El análisis de Carlos Pareja sobre las exoneraciones a empresas que donen a universidades privadas es un aporte muy valioso, porque refina muchísimo el debate suscitado en torno a esa cuestión. Mantengo con él dos discrepancias, muy vinculadas entre sí, además.
a) Nunca me convenció la crítica del consecuencialismo, porque en teoría moral me siento situado en las corrientes aristotélicas según las entiendo, bien o mal. Comparto la existencia de principios éticos y morales, pero entiendo que esos principios son elaborados en la experiencia, reflexionando sobre la acción consciente y sobre el mundo y la sociedad.
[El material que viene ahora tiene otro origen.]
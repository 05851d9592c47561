//! Evaluations job: score a registered model and enforce thresholds

use std::collections::BTreeMap;

use serde::{Deserialize, Serialize};

use super::{default_selector, read_inputs, read_targets, Job, JobContext};
use crate::data::ReaderKind;
use crate::error::{ModelOpsError, Result};
use crate::metrics::{default_metrics, evaluate, EvaluationReport, MetricKind, Threshold};
use crate::registry::{AliasOrVersion, LoaderKind};
use crate::tracking::RunConfig;

fn default_run_config() -> RunConfig {
    RunConfig::new("Evaluations")
}

#[derive(Debug, Clone, PartialEq, Serialize, Deserialize)]
#[serde(deny_unknown_fields)]
pub struct EvaluationsJob {
    #[serde(default = "default_run_config")]
    pub run_config: RunConfig,
    pub inputs: ReaderKind,
    pub targets: ReaderKind,
    /// Registered model to evaluate, `Champion` by default
    #[serde(default = "default_selector")]
    pub alias_or_version: AliasOrVersion,
    #[serde(default)]
    pub loader: LoaderKind,
    #[serde(default = "default_metrics")]
    pub metrics: Vec<MetricKind>,
    /// Thresholds keyed by metric name
    #[serde(default)]
    pub thresholds: BTreeMap<String, Threshold>,
}

#[derive(Debug, Clone, PartialEq, Serialize, Deserialize)]
pub struct EvaluationsReport {
    pub run_id: String,
    pub model_uri: String,
    pub evaluation: EvaluationReport,
}

impl EvaluationsJob {
    pub fn new(inputs: ReaderKind, targets: ReaderKind) -> Self {
        Self {
            run_config: default_run_config(),
            inputs,
            targets,
            alias_or_version: default_selector(),
            loader: LoaderKind::default(),
            metrics: default_metrics(),
            thresholds: BTreeMap::new(),
        }
    }

    pub fn with_selector(mut self, selector: AliasOrVersion) -> Self {
        self.alias_or_version = selector;
        self
    }

    pub fn with_metrics(mut self, metrics: Vec<MetricKind>) -> Self {
        self.metrics = metrics;
        self
    }

    pub fn with_threshold(mut self, metric: impl Into<String>, threshold: Threshold) -> Self {
        self.thresholds.insert(metric.into(), threshold);
        self
    }
}

impl Job for EvaluationsJob {
    type Report = EvaluationsReport;

    fn run(&self, ctx: &JobContext) -> Result<EvaluationsReport> {
        let model_uri = ctx.model_uri(&self.alias_or_version);

        let result = ctx.tracking.with_run(&self.run_config, |run| {
            let adapter = ctx.load_model(&self.loader, &self.alias_or_version)?;
            run.log_param("model_uri", model_uri.as_str());

            let inputs = read_inputs(&self.inputs, run)?;
            let targets = read_targets(&self.targets, run)?;
            let outputs = adapter.predict_cancellable(inputs.table(), &ctx.cancel)?;

            let evaluation = evaluate(&self.metrics, &self.thresholds, &targets, &outputs)?;
            run.log_metrics(&evaluation.scores());
            for result in &evaluation.results {
                if let Some(passed) = result.passed {
                    run.set_tag(format!("threshold_{}", result.name), passed.to_string());
                }
            }

            Ok(EvaluationsReport {
                run_id: run.run_id.clone(),
                model_uri: model_uri.clone(),
                evaluation: evaluation.ensure_passed()?,
            })
        });

        match &result {
            Ok(_) => ctx.alerts.notify(
                "Evaluations Job Finished",
                &format!("All thresholds passed for {}", model_uri),
            ),
            Err(ModelOpsError::ThresholdFailed(names)) => ctx.alerts.warn(
                "Evaluations Job Failed",
                &format!("Thresholds failed for {}: {}", model_uri, names.join(", ")),
            ),
            Err(_) => {}
        }
        result
    }
}
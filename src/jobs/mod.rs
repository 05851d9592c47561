//! Jobs
//!
//! Each job is a `KIND`-tagged config record that runs inside one tracked run
//! against a [`JobContext`]. A job config file looks like
//!
//! ```json
//! {"tracking": {"registry_name": "team"}, "job": {"KIND": "PromotionJob", "alias": "Champion"}}
//! ```

pub mod evaluations;
pub mod explanations;
pub mod inference;
pub mod promotion;
pub mod training;
pub mod tuning;

pub use evaluations::{EvaluationsJob, EvaluationsReport};
pub use explanations::{ExplanationsJob, ExplanationsReport};
pub use inference::{InferenceJob, InferenceReport};
pub use promotion::{PromotionJob, PromotionReport};
pub use training::{TrainingJob, TrainingReport};
pub use tuning::{TuningJob, TuningReport};

use serde::{Deserialize, Serialize};
use serde_json::Value;

use crate::config::{self, Settings};
use crate::data::{Reader, ReaderKind};
use crate::error::Result;
use crate::models::CancelToken;
use crate::registry::{uri_for_model_alias_or_version, Adapter, AliasOrVersion, Loader, LoaderKind};
use crate::schema::{Inputs, Targets};
use crate::services::{AlertsService, LoggerService};
use crate::tracking::{Run, TrackingService};

/// Everything a job needs besides its own config
#[derive(Debug, Clone)]
pub struct JobContext {
    pub settings: Settings,
    pub tracking: TrackingService,
    pub alerts: AlertsService,
    pub cancel: CancelToken,
}

impl JobContext {
    /// Open the tracking store named by `settings`
    pub fn new(settings: Settings) -> Result<Self> {
        Ok(Self {
            tracking: TrackingService::new(settings.clone())?,
            settings,
            alerts: AlertsService::default(),
            cancel: CancelToken::new(),
        })
    }

    pub fn with_alerts(mut self, alerts: AlertsService) -> Self {
        self.alerts = alerts;
        self
    }

    pub fn with_cancel(mut self, cancel: CancelToken) -> Self {
        self.cancel = cancel;
        self
    }

    /// Registry URI for `selector` under the configured model name
    pub fn model_uri(&self, selector: &AliasOrVersion) -> String {
        uri_for_model_alias_or_version(&self.settings.registry_name, selector)
    }

    /// Load the registered model selected by `selector`
    pub fn load_model(&self, loader: &LoaderKind, selector: &AliasOrVersion) -> Result<Adapter> {
        let store = self.tracking.store();
        loader.load(&self.model_uri(selector), store, store)
    }
}

/// A runnable job with a typed report
pub trait Job {
    type Report: Serialize;

    fn run(&self, ctx: &JobContext) -> Result<Self::Report>;
}

/// Closed set of jobs
#[derive(Debug, Clone, PartialEq, Serialize, Deserialize)]
#[serde(tag = "KIND")]
pub enum JobKind {
    TrainingJob(TrainingJob),
    TuningJob(TuningJob),
    PromotionJob(PromotionJob),
    EvaluationsJob(EvaluationsJob),
    ExplanationsJob(ExplanationsJob),
    InferenceJob(InferenceJob),
}

/// Report of any job
#[derive(Debug, Clone, Serialize)]
#[serde(tag = "KIND")]
pub enum JobReport {
    TrainingJob(TrainingReport),
    TuningJob(TuningReport),
    PromotionJob(PromotionReport),
    EvaluationsJob(EvaluationsReport),
    ExplanationsJob(ExplanationsReport),
    InferenceJob(InferenceReport),
}

impl JobKind {
    pub fn name(&self) -> &'static str {
        match self {
            JobKind::TrainingJob(_) => "TrainingJob",
            JobKind::TuningJob(_) => "TuningJob",
            JobKind::PromotionJob(_) => "PromotionJob",
            JobKind::EvaluationsJob(_) => "EvaluationsJob",
            JobKind::ExplanationsJob(_) => "ExplanationsJob",
            JobKind::InferenceJob(_) => "InferenceJob",
        }
    }
}

impl Job for JobKind {
    type Report = JobReport;

    fn run(&self, ctx: &JobContext) -> Result<JobReport> {
        Ok(match self {
            JobKind::TrainingJob(job) => JobReport::TrainingJob(job.run(ctx)?),
            JobKind::TuningJob(job) => JobReport::TuningJob(job.run(ctx)?),
            JobKind::PromotionJob(job) => JobReport::PromotionJob(job.run(ctx)?),
            JobKind::EvaluationsJob(job) => JobReport::EvaluationsJob(job.run(ctx)?),
            JobKind::ExplanationsJob(job) => JobReport::ExplanationsJob(job.run(ctx)?),
            JobKind::InferenceJob(job) => JobReport::InferenceJob(job.run(ctx)?),
        })
    }
}

/// Top-level job config document
#[derive(Debug, Clone, PartialEq, Serialize, Deserialize)]
#[serde(deny_unknown_fields)]
pub struct JobConfig {
    /// Overrides applied on top of the environment settings
    #[serde(default)]
    pub tracking: Option<Value>,
    #[serde(default)]
    pub logger: LoggerService,
    #[serde(default)]
    pub alerts: AlertsService,
    pub job: JobKind,
}

impl JobConfig {
    /// Merge config files and an inline string into a job config
    pub fn load(files: &[std::path::PathBuf], inline: Option<&str>) -> Result<Self> {
        config::to_object(config::load_configs(files, inline)?)
    }

    /// Build the job context from the environment plus overrides
    pub fn context(&self, base: &Settings) -> Result<JobContext> {
        let settings = base.merged(self.tracking.as_ref())?;
        Ok(JobContext::new(settings)?.with_alerts(self.alerts.clone()))
    }
}

/// Read and check inputs, logging their lineage
pub(crate) fn read_inputs(reader: &ReaderKind, run: &mut Run) -> Result<Inputs> {
    let table = reader.read()?;
    run.log_input(reader.lineage(&table, "inputs", None)?);
    Inputs::check(&table)
}

/// Read and check targets, logging their lineage
pub(crate) fn read_targets(reader: &ReaderKind, run: &mut Run) -> Result<Targets> {
    let table = reader.read()?;
    run.log_input(reader.lineage(&table, "targets", Some(Targets::RESPONSE))?);
    Targets::check(&table)
}

pub(crate) fn default_selector() -> AliasOrVersion {
    AliasOrVersion::Alias(promotion::CHAMPION.to_string())
}

#[cfg(test)]
mod tests {
    use super::*;
    use serde_json::json;

    #[test]
    fn test_job_config_parses_kind() {
        let config: JobConfig = serde_json::from_value(json!({
            "tracking": {"registry_name": "team"},
            "job": {"KIND": "PromotionJob", "alias": "Challenger", "version": 2}
        }))
        .unwrap();
        assert_eq!(config.job.name(), "PromotionJob");
        assert!(config.alerts.enable);

        let settings = Settings::default().merged(config.tracking.as_ref()).unwrap();
        assert_eq!(settings.registry_name, "team");
    }

    #[test]
    fn test_job_config_rejects_unknown_fields() {
        assert!(serde_json::from_value::<JobConfig>(json!({
            "job": {"KIND": "PromotionJob", "aliass": "x"}
        }))
        .is_err());
        assert!(serde_json::from_value::<JobConfig>(json!({
            "jobs": {"KIND": "PromotionJob"}
        }))
        .is_err());
    }
}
Es decir, sobre acción intencional, no en el sentido de voluntaria -que también lo es-, sino en el sentido de necesariamente dirigida, proyectada a un objeto o finalidad, o sea, a encadenamientos de conductas con consecuencias. No conozco principios, máximas o apotegmas morales que no refieran a cambios en la sociedad o en el mundo provocados por la acción consciente. Los principios éticos incorporan siempre consecuencias o derivaciones, aunque lo hacen a un alto nivel de abstracción y vinculan, por consiguiente, conductas típicas con consecuencias también típicas.
¿Puede una consecuencia atípica cambiar el juicio moral sobre una o unas conductas? Ética de la convicción, ética de la responsabilidad, diría Max Weber, escindiendo el juicio moral. Me inclino a responder de otra manera: una consecuencia atípica puede cambiar el juicio moral sobre una conducta si cuestiona el principio en que se apoya ese juicio, si obliga a cambiar en éste la conexión de un tipo de comportamientos con un tipo de consecuencias o derivaciones.
No creo en la validez de la distinción entre principismo y consecuencialismo. No es posible dejar de considerar las consecuencias de las conductas morales legitimadas por normas o máximas.
b) El examen de una cuestión sociopolítica en el plano en que lo sitúa Carlos, con el método de polemizar con la mejor versión de todos los implicados, me parece ineludible y estaba faltando en el caso que nos ocupa, hasta que él lo introdujo. Ese nivel de examen deber ser, además, inicial y condicionante de los demás niveles. Pero no debe excluir a los mismos. De allí que el texto de Carlos me parezca óptimo pero incompleto. Creo que debería dejar sentada la legitimidad y oportunidad del examen político y social de la eliminación de los estímulos tributarios a las donaciones a las universidades privadas. Si no admitimos esa pluralidad de enfoques como insoslayable, estamos quitando todo el espacio a la política y a las razones sociales e históricas. Vale el momento de interpretar del mejor modo, tanto como vale el momento de desconfiar y atribuir intenciones (con alguna verosimilitud o probabilidad). Entiendo, por tanto, que cabe reprochar a los Rectores de instituciones privadas no haber argumentado en el plano en que Carlos lo ha hecho, pero no cabe reprocharles que hayan calificado la iniciativa como el primer paso de un ataque a la libertad de enseñar y educar.